Asia, Nepal, Dhaulagiri, South Face Attempt

Author: Michael M. Covington. Climb Year: 1977. Publication Year: 1978.


Dhaulagiri, South Face Attempt. A four-man international team, consisting of Italian Reinhold Messner, Austrian Peter Habeler, German Otto Wiedemann and me from the United States, attempted the unclimbed south face of Dhaulagiri (26,795 feet). This was the first expedition to the south face. We reached Base Camp at 13,125 feet via the previously unexplored Thula Khola on April 2. Several days later we made a reconnaissance and all agreed that our original objective just to the left of the center of the main face was too risky. We then decided to place another camp beneath the south pillar or extreme left edge of the face to look at that possibility.

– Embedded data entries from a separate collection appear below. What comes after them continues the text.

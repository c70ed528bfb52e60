// SPDX-License-Identifier: MPL-2.0
//! Infrastructure layer adapters.
//!
//! Concrete implementations of the port traits defined in
//! `application::port`.
//!
//! # Available Adapters
//!
//! - [`feed`]: In-memory notification feed (implements [`NotificationFeed`])
//! - [`sink`]: Recording, logging toast sink (implements [`ToastSink`])
//! - [`content`]: Per-kind toast content rules (implements [`ContentBuilder`])
//!
//! Platform toast bindings live outside this crate; they implement the same
//! traits and forward platform callbacks through a
//! [`MirrorHandle`](crate::mirror::MirrorHandle).
//!
//! [`NotificationFeed`]: crate::application::port::NotificationFeed
//! [`ToastSink`]: crate::application::port::ToastSink
//! [`ContentBuilder`]: crate::application::port::ContentBuilder

pub mod content;
pub mod feed;
pub mod sink;

pub use content::{ClipboardWriter, StandardContentBuilder};
pub use feed::InMemoryFeed;
pub use sink::{RecordingSink, SinkCall};
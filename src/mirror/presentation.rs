// SPDX-License-Identifier: MPL-2.0
//! Host presentation state and mirror settings.

use crate::config::Config;
use std::time::Duration;

/// How the host application is currently presented.
#[derive(Debug, Clone, Copy, PartialEq, Eq, Default)]
pub enum PresentationMode {
    #[default]
    Windowed,
    Borderless {
        focused: bool,
    },
    Fullscreen,
}

impl PresentationMode {
    /// Whether toast popups would cover the host.
    ///
    /// Suppressed toasts still land in the notification history.
    #[must_use]
    pub fn covers_screen(self) -> bool {
        matches!(
            self,
            PresentationMode::Fullscreen | PresentationMode::Borderless { focused: true }
        )
    }
}

/// Runtime settings of a mirror, usually derived from [`Config`].
#[derive(Debug, Clone, PartialEq, Eq)]
pub struct MirrorSettings {
    pub dwell: Duration,
    pub toast_group: String,
    pub suppress_popups_when_fullscreen: bool,
    pub inbox_capacity: usize,
}

impl Default for MirrorSettings {
    fn default() -> Self {
        Self::from(&Config::default())
    }
}

impl From<&Config> for MirrorSettings {
    fn from(config: &Config) -> Self {
        Self {
            dwell: config.dwell(),
            toast_group: config.toast_group(),
            suppress_popups_when_fullscreen: config.suppress_popups_when_fullscreen(),
            inbox_capacity: config.inbox_capacity(),
        }
    }
}

#[cfg(test)]
mod tests {
    use super::*;
    use crate::config::defaults::{DEFAULT_DWELL_MS, DEFAULT_TOAST_GROUP};

    #[test]
    fn only_covering_modes_suppress() {
        assert!(!PresentationMode::Windowed.covers_screen());
        assert!(!PresentationMode::Borderless { focused: false }.covers_screen());
        assert!(PresentationMode::Borderless { focused: true }.covers_screen());
        assert!(PresentationMode::Fullscreen.covers_screen());
    }

    #[test]
    fn default_settings_follow_default_config() {
        let settings = MirrorSettings::default();
        assert_eq!(settings.dwell, Duration::from_millis(DEFAULT_DWELL_MS));
        assert_eq!(settings.toast_group, DEFAULT_TOAST_GROUP);
        assert!(settings.suppress_popups_when_fullscreen);
    }
}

The south pillar was later abandoned because we could see extreme difficulties beneath hanging glaciers which were unreliably active. In fact, virtually every possibility on the enormous 13,500-foot face proved unjustifiably dangerous. Any feasible route was threatened by some kind of objective danger either in the route or the access to it. Base Camp was abandoned in late April. We were accompanied by a five-man film crew under the direction of Bruno Morewitz and including British climber-photographers Leo Dickinson and Eric Jones. Others were Dr. Franz Berghold and Messner’s youngest brother Hans. Five Sherpas were also with the expedition and a large cook crew.